The campaign began on 11 August 1914 in San Fernando, was moved to Sangre
Grande in 1923 and was brought to a close in 1924.32
The first attempt to extend the campaign to Tobago was made in 1917 but
was aborted because of the outbreak of war and because of a negative reception by
the population. The Health Board's hookworm campaign operated in Tobago from
January to December 1924. Officers noted that the island did not have a central
water system. In the southern part of the island, a system was being laid but there
was a general reliance on shallow wells and water collected in receptacles for
domestic use. Officers of the Board noted that there was a high incidence of
malaria, dysentery, syphilis, intestinal parasites, diseases of the alimentary tract
and yaws in the island.
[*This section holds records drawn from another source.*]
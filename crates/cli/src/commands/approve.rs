use serde_json::json;
use uuid::Uuid;

use crate::commands::CommandResult;
use signoff_core::commands::ApproveCommand;
use signoff_core::config::{AppConfig, LoadOptions};
use signoff_core::domain::approval::{ApprovalId, PrincipalId, StepId};
use signoff_core::errors::ApproveError;
use signoff_db::{connect_with_settings, ApprovalCoordinator};

pub fn run(
    options: LoadOptions,
    approval_id: Uuid,
    step_id: Uuid,
    approver_id: Uuid,
    idempotency_key: String,
) -> CommandResult {
    let command = match ApproveCommand::new(
        ApprovalId(approval_id),
        StepId(step_id),
        PrincipalId(approver_id),
        idempotency_key,
    ) {
        Ok(command) => command,
        Err(error) => {
            return CommandResult::failure("approve", "invalid_argument", error.to_string(), 2);
        }
    };

    let config = match AppConfig::load(options) {
        Ok(config) => config,
        Err(error) => {
            return CommandResult::failure(
                "approve",
                "config_validation",
                format!("configuration issue: {error}"),
                2,
            );
        }
    };

    let runtime = match tokio::runtime::Builder::new_current_thread().enable_all().build() {
        Ok(runtime) => runtime,
        Err(error) => {
            return CommandResult::failure(
                "approve",
                "runtime_init",
                format!("failed to initialize async runtime: {error}"),
                3,
            );
        }
    };

    let result = runtime.block_on(async {
        let pool = connect_with_settings(
            &config.database.url,
            config.database.max_connections,
            config.database.timeout_secs,
        )
        .await
        .map_err(|error| ("db_connectivity", error.to_string(), 4u8))?;

        let outcome = ApprovalCoordinator::new(pool.clone()).approve(&command).await;
        pool.close().await;
        outcome.map_err(|error| (error_class(&error), error.to_string(), 5u8))
    });

    match result {
        Ok(snapshot) => CommandResult::success_with_data(
            "approve",
            format!("approval is now {}", snapshot.approval_status.as_str()),
            json!(snapshot),
        ),
        Err((error_class, message, exit_code)) => {
            CommandResult::failure("approve", error_class, message, exit_code)
        }
    }
}

fn error_class(error: &ApproveError) -> &'static str {
    match error {
        ApproveError::InvalidArgument(_) => "invalid_argument",
        ApproveError::ApprovalNotFound(_) | ApproveError::StepNotFound(_) => "not_found",
        ApproveError::InvalidState(_) => "invalid_state",
        ApproveError::Conflict { .. } => "conflict",
        ApproveError::Internal(_) => "internal",
    }
}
In addition, the infant mortality rate was extremely high,
62.5 in 1917 and 50.3 in 1924.33
The hookworm survey of Barbados found a low rate of infestation in the
population. This island had a good water supply but the disposal of excreta was a
problem. As a result, there was extensive soil pollution and typhoid fever was
prevalent in the island. There was a system of sanitary inspection in the island but
the Board of Health possessed advisory powers only. There was also the problem
of no registration of births and deaths and statistics from government institutions.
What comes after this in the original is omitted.